Saturday 18 September 2010

Alamar

This Mexican movie is meditative, beautifully shot, with an understated story of great power.
We follow the young Natan, we have the child's eye view. This allows some stunning shots of objects and the enviroment enlargened, the director wonderfully evokes the way a child experiences the world; weird little shapes, out of context feet (a beautiful moment) and so on. The director lets us dwell on the shots terrifically. It is all done in a most verite style, adding to a feel of documentary in the acting and plot that runs through. Indeed, it may be a documentary.

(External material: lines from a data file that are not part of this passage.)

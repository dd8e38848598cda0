use std::{
	io::{Read, Write},
	time::Duration,
};

use bitflags::bitflags;

use crate::{
	ioext::*,
	leaf::LeafOptions,
	octree::NodeId,
	VoxError,
	VoxResult,
};

bitflags! {
	/// The change tracking a store was created with.
	pub struct ConfigFlags: u32 {
		const MULTIPLAYER = 0b01;
		const UNDO_REDO = 0b10;
	}
}

impl Readable for ConfigFlags {
	fn read_from<R: Read>(reader: &mut R) -> VoxResult<Self> {
		let bits: u32 = reader.read_value()?;
		ConfigFlags::from_bits(bits).ok_or(VoxError::InvalidConfigFlags(bits))
	}
}

impl Writable for ConfigFlags {
	fn write_to<W: Write>(&self, writer: &mut W) -> VoxResult<usize> {
		writer.write_value(self.bits())
	}
}

/// Settings of a [VolumeStore](super::VolumeStore).
#[derive(Debug, Clone, Copy, PartialEq, Eq)]
pub struct StoreConfig {
	/// Number of levels above the LOD 0 leaves.
	/// The world is a cube of `16 << depth` voxels centred on the origin.
	pub depth: u8,
	/// Track modified cells for [collect_diffs](super::VolumeStore::collect_diffs).
	pub multiplayer: bool,
	/// Record edits for undo and redo.
	pub undo_redo: bool,
	/// How long `begin_*` waits for a lock. `None` waits forever.
	pub lock_timeout: Option<Duration>,
}

impl Default for StoreConfig {
	fn default() -> Self {
		Self {
			depth: 10,
			multiplayer: false,
			undo_redo: false,
			lock_timeout: None,
		}
	}
}

impl StoreConfig {
	pub fn with_depth(mut self, depth: u8) -> Self {
		self.depth = depth;
		self
	}

	pub fn with_multiplayer(mut self, multiplayer: bool) -> Self {
		self.multiplayer = multiplayer;
		self
	}

	pub fn with_undo_redo(mut self, undo_redo: bool) -> Self {
		self.undo_redo = undo_redo;
		self
	}

	pub fn with_lock_timeout(mut self, timeout: Option<Duration>) -> Self {
		self.lock_timeout = timeout;
		self
	}

	pub fn validate(&self) -> VoxResult<()> {
		if self.depth > NodeId::MAX_DEPTH {
			return Err(VoxError::InvalidConfig(format!(
				"depth {} is above the maximum of {}",
				self.depth,
				NodeId::MAX_DEPTH
			)));
		}
		if self.lock_timeout == Some(Duration::ZERO) {
			return Err(VoxError::InvalidConfig("lock timeout must not be zero".to_owned()));
		}
		Ok(())
	}

	pub fn flags(&self) -> ConfigFlags {
		let mut flags = ConfigFlags::empty();
		flags.set(ConfigFlags::MULTIPLAYER, self.multiplayer);
		flags.set(ConfigFlags::UNDO_REDO, self.undo_redo);
		flags
	}

	pub fn leaf_options(&self) -> LeafOptions {
		LeafOptions {
			history: self.undo_redo,
			diffs: self.multiplayer,
		}
	}
}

This could have been a piece of formalist genius of P.O.V. and long static shots had it not been for the fact that the director (quite understandably) chooses to show us some of the wonders he has filmed outside of the child's perspective. The images are always terrific, but this perhaps loses the narrative thread slightly; a minor problem, but one that moves this from being a disciplined masterwork to being a terrifically shot and calming joy.
And what a place he does choose to indulge on; these long static shots, the lifestlye that is presented as so iddylic. The 'story' in the background is all a couple of tiny suggestions that flower in the viewers mind. If you want a tough analysis of why the child is so, what the people's struggles are like, look elsewhere. O.K., it's hagiography, but of the finest subject. Not that we neglect the people; the fathers and children relation through a few hints develops, with little conflict but a lot of tactile understanding.
A real pleasure to sit through, pleasure is the word here. Highly reccommende for that.